PROBLEM TO WORK ON: Copy every line of the records below that holds the word "contains".

RECORDS TO USE:
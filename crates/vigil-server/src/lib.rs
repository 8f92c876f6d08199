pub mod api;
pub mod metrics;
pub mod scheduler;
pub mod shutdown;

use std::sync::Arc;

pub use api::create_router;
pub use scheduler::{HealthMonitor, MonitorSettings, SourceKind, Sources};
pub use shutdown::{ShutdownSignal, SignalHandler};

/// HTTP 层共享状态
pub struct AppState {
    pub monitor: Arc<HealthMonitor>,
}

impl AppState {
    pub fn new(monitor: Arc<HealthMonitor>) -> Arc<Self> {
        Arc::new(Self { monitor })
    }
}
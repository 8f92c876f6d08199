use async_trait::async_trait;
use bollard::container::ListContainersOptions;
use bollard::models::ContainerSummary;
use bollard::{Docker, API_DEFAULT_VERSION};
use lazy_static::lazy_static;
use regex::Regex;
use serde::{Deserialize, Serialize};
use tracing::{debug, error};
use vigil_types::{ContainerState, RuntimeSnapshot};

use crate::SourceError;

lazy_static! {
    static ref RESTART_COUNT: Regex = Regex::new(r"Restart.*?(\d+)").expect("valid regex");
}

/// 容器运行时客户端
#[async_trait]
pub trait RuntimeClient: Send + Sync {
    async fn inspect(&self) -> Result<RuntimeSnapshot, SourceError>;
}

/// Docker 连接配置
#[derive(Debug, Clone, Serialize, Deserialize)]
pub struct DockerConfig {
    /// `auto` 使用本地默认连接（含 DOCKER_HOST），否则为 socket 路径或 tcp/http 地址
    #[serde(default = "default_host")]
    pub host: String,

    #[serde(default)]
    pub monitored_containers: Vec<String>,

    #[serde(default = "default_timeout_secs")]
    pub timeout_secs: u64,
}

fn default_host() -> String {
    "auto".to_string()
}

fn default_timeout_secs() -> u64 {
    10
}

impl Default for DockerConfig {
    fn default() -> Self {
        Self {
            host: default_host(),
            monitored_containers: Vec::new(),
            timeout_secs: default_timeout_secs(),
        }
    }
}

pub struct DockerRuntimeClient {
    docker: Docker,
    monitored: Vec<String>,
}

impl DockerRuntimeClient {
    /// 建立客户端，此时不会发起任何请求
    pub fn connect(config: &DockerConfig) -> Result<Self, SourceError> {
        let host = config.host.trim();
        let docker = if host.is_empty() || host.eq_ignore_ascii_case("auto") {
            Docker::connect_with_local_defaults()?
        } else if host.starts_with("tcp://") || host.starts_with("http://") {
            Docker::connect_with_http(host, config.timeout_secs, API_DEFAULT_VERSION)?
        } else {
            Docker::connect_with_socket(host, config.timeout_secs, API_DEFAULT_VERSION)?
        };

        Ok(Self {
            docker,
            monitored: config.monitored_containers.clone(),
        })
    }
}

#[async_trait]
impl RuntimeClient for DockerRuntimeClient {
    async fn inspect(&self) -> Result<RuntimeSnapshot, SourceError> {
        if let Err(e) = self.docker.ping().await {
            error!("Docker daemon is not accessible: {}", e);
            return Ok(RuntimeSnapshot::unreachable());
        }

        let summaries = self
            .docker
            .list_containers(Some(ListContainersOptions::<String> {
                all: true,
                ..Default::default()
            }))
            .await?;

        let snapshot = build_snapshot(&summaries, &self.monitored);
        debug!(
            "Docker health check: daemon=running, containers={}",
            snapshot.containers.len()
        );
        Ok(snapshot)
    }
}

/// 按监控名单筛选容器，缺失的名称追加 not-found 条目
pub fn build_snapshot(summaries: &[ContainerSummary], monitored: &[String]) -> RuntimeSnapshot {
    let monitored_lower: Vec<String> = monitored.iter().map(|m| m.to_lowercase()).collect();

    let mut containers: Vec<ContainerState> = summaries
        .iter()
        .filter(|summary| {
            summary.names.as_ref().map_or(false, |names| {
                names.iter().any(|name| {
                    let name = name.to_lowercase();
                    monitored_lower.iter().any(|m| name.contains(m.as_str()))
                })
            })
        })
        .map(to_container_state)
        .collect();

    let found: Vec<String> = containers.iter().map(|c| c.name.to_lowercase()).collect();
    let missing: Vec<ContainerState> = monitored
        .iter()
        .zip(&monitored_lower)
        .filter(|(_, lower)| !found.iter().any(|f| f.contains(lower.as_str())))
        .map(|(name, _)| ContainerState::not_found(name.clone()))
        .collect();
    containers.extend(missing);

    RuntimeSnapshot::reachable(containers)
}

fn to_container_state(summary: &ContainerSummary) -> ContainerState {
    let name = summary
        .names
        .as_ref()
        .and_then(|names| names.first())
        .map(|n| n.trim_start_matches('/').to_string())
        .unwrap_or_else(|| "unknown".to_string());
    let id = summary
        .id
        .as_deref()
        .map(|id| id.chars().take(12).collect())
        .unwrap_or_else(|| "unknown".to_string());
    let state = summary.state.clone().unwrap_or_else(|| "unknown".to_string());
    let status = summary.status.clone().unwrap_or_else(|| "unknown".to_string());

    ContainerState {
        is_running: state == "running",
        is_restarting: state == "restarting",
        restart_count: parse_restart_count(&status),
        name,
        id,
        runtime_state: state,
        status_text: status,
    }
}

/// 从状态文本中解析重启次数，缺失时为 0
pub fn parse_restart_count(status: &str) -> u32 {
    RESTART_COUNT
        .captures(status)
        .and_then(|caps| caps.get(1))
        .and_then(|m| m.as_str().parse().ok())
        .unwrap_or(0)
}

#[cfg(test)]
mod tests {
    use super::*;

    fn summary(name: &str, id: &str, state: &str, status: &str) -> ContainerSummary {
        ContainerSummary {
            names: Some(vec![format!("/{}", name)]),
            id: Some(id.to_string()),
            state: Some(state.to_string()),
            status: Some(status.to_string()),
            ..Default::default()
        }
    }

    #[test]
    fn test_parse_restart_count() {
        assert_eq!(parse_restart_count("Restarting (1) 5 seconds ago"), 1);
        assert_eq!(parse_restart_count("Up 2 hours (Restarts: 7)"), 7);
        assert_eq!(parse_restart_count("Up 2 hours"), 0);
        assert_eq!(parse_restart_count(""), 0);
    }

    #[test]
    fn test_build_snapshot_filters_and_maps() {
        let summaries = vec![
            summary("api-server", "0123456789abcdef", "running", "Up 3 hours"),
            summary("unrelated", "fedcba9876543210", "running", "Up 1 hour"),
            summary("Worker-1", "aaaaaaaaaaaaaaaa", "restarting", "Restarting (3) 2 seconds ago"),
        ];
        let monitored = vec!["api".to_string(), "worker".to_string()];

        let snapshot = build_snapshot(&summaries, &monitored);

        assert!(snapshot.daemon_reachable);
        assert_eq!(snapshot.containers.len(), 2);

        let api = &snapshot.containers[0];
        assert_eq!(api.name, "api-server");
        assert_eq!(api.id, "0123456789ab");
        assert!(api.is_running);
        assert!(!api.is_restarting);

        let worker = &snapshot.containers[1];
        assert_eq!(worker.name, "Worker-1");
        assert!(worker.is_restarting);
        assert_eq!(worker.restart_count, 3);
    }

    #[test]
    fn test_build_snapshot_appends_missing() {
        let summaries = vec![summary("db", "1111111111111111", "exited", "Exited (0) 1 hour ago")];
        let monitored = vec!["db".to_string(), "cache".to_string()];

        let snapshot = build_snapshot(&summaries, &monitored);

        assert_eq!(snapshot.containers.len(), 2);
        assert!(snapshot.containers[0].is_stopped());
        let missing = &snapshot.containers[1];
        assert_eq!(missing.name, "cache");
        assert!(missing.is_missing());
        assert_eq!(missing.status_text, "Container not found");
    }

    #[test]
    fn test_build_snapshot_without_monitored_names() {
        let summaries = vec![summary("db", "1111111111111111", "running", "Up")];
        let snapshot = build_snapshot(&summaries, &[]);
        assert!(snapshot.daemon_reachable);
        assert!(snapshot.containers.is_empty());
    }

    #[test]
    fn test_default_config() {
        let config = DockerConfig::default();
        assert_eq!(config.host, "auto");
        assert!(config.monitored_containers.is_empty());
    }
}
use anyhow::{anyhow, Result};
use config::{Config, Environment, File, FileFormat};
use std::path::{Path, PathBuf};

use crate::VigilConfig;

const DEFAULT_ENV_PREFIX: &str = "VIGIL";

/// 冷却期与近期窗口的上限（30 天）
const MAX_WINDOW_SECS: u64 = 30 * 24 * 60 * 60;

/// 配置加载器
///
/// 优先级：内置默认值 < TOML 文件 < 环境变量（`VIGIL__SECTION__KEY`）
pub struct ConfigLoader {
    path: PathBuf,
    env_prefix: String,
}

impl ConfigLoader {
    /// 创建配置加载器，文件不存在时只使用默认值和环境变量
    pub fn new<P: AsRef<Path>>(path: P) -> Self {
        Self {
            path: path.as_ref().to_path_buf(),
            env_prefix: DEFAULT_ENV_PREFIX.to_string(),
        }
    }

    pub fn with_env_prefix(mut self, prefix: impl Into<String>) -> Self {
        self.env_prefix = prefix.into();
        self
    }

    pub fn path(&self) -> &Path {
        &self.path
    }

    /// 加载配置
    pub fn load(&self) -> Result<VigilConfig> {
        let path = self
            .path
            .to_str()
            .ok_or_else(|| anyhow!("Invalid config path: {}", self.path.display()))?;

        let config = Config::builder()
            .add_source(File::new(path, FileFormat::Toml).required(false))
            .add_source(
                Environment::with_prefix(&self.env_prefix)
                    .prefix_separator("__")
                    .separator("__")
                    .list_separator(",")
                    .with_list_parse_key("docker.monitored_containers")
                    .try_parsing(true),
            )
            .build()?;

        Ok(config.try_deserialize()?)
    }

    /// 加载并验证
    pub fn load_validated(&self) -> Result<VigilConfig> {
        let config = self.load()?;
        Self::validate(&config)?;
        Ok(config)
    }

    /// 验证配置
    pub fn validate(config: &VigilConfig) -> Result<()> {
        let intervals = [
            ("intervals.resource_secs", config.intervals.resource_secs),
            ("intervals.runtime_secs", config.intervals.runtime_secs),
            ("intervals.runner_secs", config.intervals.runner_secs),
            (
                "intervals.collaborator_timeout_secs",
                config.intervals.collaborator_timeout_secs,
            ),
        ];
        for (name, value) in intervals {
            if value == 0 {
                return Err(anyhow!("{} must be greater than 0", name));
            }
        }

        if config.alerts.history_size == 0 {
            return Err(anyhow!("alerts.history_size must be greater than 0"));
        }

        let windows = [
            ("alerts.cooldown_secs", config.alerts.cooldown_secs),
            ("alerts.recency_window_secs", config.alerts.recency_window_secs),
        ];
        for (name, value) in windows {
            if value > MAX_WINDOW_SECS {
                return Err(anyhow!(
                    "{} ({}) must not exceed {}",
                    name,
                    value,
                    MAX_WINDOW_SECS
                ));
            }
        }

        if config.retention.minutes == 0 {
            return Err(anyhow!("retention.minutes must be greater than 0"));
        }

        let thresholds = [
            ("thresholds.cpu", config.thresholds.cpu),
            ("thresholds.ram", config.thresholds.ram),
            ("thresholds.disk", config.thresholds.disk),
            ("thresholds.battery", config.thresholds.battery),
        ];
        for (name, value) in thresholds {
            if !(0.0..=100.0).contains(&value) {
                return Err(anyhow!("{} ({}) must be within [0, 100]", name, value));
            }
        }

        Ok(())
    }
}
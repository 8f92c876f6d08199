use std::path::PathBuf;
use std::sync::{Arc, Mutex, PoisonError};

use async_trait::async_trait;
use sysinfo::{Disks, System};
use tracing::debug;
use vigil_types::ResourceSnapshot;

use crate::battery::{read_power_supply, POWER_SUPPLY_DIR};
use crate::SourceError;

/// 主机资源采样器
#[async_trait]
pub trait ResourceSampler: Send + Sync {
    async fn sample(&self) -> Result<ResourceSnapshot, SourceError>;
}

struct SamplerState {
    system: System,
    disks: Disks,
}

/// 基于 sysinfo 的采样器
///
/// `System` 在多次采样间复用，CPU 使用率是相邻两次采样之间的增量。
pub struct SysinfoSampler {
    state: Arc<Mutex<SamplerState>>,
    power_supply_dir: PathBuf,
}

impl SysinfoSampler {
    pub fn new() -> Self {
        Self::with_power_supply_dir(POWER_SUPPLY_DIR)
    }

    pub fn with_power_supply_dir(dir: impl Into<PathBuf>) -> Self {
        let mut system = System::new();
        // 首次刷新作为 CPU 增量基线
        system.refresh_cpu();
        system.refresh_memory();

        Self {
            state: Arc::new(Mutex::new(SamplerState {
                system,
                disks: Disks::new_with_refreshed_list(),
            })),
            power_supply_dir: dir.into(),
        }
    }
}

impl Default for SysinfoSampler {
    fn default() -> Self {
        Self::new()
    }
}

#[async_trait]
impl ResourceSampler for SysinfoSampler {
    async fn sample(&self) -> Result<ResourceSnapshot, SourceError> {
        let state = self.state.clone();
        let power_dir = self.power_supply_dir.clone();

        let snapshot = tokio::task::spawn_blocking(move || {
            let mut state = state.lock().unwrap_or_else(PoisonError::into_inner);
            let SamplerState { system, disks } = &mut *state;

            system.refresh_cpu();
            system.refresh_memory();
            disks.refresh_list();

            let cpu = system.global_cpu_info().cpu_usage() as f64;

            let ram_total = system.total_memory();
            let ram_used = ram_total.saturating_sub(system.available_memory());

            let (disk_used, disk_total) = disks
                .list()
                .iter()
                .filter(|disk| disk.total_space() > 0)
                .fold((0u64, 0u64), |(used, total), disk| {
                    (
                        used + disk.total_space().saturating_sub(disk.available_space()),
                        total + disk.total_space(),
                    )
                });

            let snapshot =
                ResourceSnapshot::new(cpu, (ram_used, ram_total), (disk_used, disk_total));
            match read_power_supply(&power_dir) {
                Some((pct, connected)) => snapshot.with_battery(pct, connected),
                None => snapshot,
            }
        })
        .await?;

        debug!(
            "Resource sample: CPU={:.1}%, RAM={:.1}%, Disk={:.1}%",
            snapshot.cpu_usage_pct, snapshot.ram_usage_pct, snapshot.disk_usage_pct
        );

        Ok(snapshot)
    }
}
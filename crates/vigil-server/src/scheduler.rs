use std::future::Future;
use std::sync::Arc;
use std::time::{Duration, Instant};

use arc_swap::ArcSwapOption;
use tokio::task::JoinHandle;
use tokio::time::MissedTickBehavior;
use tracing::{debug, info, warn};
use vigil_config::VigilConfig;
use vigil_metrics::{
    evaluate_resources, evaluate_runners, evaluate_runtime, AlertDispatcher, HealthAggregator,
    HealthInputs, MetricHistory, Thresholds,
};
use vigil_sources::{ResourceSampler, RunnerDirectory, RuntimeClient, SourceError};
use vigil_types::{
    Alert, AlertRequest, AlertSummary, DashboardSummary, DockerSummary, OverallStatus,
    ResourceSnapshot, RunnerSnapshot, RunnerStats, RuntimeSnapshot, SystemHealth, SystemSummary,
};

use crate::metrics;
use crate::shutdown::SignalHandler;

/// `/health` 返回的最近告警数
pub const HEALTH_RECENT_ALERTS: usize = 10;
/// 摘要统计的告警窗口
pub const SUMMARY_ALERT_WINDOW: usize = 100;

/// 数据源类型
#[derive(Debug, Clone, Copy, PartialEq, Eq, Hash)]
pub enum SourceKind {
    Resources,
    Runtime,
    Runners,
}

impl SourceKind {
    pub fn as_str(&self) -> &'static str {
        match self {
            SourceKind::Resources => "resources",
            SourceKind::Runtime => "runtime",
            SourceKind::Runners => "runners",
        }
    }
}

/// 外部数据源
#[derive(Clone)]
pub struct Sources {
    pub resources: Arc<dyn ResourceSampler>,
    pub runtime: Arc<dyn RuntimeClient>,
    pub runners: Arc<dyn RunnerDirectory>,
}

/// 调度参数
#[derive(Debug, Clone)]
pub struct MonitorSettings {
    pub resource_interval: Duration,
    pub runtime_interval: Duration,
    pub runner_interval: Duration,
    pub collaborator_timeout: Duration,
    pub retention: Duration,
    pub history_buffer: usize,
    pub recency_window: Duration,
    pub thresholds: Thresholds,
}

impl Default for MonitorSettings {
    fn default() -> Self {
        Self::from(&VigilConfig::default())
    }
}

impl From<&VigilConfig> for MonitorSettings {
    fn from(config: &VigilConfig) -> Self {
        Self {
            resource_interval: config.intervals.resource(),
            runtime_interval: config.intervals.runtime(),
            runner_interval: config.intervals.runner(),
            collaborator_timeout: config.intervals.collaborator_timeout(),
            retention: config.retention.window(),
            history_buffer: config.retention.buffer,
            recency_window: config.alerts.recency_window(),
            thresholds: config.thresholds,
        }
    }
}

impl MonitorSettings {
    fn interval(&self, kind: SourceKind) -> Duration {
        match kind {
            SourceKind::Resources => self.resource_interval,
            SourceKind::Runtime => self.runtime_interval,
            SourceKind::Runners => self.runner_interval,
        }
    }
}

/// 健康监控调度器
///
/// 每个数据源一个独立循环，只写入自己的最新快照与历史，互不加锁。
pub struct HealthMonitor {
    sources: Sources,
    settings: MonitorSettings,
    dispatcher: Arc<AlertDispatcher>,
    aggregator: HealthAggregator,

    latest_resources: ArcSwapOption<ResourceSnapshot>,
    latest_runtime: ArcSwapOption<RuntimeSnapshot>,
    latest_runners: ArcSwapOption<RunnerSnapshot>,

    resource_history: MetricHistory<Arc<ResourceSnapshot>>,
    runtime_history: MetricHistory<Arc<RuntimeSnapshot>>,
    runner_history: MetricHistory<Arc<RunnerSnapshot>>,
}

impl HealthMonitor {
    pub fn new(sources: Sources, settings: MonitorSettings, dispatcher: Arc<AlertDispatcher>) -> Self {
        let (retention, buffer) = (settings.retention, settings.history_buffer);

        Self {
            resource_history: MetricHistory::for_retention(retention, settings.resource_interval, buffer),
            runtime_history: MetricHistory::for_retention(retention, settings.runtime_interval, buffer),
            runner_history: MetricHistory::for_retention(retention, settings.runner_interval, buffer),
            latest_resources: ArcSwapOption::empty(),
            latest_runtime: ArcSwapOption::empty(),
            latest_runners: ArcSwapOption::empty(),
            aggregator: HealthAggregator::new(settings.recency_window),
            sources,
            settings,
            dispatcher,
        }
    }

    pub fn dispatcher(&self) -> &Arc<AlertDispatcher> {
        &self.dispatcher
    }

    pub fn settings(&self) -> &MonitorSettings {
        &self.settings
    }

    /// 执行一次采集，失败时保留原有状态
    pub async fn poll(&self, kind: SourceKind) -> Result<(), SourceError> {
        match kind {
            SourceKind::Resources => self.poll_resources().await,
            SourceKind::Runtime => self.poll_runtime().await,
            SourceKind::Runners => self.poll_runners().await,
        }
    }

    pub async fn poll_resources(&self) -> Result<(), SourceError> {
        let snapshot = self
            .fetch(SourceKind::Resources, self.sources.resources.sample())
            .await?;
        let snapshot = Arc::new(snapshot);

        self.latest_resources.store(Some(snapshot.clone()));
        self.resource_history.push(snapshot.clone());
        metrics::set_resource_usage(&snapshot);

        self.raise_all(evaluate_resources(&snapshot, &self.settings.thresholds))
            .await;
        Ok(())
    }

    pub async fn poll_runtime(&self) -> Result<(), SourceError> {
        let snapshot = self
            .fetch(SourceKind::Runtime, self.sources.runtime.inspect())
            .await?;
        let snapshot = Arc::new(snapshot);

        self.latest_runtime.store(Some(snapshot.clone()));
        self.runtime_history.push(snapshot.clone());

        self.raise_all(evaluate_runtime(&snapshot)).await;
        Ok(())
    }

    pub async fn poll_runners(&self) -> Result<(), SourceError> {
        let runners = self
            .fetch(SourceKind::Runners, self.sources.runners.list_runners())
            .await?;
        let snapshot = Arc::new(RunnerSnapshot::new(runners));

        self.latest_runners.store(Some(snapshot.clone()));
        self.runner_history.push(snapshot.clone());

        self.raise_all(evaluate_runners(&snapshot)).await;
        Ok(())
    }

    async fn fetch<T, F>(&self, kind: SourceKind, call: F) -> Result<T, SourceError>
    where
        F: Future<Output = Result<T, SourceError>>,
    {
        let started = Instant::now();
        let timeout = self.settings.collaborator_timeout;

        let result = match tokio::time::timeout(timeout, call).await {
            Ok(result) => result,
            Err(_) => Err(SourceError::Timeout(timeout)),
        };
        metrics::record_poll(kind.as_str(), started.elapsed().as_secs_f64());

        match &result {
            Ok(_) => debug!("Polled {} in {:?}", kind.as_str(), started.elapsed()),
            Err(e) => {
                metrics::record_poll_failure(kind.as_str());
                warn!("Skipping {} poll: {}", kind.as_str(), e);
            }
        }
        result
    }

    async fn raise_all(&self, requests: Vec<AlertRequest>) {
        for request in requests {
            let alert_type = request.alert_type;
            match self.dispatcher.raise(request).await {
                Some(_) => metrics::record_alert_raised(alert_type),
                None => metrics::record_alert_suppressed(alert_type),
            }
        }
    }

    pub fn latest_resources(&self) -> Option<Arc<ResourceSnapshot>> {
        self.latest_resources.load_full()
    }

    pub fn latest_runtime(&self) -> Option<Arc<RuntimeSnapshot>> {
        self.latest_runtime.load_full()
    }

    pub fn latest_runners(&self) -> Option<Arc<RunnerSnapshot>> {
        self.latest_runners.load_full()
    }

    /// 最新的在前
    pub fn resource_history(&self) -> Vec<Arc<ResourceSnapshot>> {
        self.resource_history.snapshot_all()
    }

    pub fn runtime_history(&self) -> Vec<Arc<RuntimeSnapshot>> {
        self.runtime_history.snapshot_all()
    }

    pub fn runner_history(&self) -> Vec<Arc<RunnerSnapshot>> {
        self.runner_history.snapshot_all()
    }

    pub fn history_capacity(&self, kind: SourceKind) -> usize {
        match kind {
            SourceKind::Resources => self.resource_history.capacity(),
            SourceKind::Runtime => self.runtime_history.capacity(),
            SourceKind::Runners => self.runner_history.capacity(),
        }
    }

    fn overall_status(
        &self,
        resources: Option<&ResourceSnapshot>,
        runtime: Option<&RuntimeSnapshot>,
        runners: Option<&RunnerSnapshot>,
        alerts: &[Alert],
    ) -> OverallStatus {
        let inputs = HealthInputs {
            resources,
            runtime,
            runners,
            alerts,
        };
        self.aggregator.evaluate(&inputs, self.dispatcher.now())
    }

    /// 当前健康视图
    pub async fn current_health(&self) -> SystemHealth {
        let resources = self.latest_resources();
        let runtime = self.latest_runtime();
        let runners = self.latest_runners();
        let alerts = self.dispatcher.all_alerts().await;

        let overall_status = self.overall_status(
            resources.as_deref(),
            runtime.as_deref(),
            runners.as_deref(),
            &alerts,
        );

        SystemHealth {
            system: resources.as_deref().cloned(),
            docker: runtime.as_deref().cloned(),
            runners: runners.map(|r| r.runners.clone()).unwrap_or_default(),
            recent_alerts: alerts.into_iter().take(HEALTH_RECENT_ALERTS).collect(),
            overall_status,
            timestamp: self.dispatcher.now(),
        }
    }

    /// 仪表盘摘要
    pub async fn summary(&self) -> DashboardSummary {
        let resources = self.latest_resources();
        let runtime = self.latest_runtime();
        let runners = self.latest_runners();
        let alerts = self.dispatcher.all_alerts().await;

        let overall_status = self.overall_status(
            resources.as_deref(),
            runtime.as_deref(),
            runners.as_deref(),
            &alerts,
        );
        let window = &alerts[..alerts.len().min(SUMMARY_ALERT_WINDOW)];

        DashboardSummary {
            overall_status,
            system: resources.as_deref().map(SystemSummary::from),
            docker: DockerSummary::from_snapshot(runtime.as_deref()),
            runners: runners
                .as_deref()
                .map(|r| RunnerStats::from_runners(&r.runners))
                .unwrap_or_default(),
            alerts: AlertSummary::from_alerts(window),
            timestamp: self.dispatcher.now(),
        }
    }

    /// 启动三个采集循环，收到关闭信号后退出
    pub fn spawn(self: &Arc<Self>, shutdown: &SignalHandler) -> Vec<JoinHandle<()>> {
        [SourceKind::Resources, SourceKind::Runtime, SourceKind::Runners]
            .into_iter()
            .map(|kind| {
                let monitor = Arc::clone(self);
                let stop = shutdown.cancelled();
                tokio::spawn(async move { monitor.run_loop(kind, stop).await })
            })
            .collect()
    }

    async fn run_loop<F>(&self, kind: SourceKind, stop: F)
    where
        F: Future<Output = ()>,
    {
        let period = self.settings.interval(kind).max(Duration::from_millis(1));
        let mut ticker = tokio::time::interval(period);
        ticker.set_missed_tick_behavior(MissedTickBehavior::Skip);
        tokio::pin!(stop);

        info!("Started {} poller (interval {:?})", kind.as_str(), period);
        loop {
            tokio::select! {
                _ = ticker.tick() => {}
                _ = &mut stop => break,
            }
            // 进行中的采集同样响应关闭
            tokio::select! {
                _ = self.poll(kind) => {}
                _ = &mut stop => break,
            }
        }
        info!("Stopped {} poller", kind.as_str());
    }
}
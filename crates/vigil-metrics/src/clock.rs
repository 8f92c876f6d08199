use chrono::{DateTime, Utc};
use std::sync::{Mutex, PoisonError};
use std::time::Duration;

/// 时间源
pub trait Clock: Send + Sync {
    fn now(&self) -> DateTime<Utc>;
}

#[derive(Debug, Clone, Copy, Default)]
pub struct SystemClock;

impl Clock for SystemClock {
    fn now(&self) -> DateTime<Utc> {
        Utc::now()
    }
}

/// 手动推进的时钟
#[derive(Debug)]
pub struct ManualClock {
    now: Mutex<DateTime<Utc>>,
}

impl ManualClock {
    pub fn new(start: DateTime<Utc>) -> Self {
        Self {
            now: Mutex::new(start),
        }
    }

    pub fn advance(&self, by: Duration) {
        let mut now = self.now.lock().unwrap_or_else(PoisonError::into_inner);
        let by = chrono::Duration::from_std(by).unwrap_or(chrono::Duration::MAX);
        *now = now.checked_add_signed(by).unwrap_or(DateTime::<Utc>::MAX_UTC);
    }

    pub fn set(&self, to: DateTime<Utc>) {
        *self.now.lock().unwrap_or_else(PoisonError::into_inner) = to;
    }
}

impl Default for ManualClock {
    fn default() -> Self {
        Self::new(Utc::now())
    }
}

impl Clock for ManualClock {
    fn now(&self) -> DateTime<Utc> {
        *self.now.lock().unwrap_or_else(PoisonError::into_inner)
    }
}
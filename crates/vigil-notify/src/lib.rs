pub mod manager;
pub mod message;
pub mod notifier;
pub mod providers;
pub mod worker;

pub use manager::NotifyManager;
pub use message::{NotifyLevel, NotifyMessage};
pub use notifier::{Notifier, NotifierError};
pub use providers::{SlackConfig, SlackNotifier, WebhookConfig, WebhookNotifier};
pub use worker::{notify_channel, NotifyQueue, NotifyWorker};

YOUR SOLUTION:
                    monitored_lower.iter().any(|m| name.contains(m.as_str()))
        .filter(|(_, lower)| !found.iter().any(|f| f.contains(lower.as_str())))
            if !(0.0..=100.0).contains(&value) {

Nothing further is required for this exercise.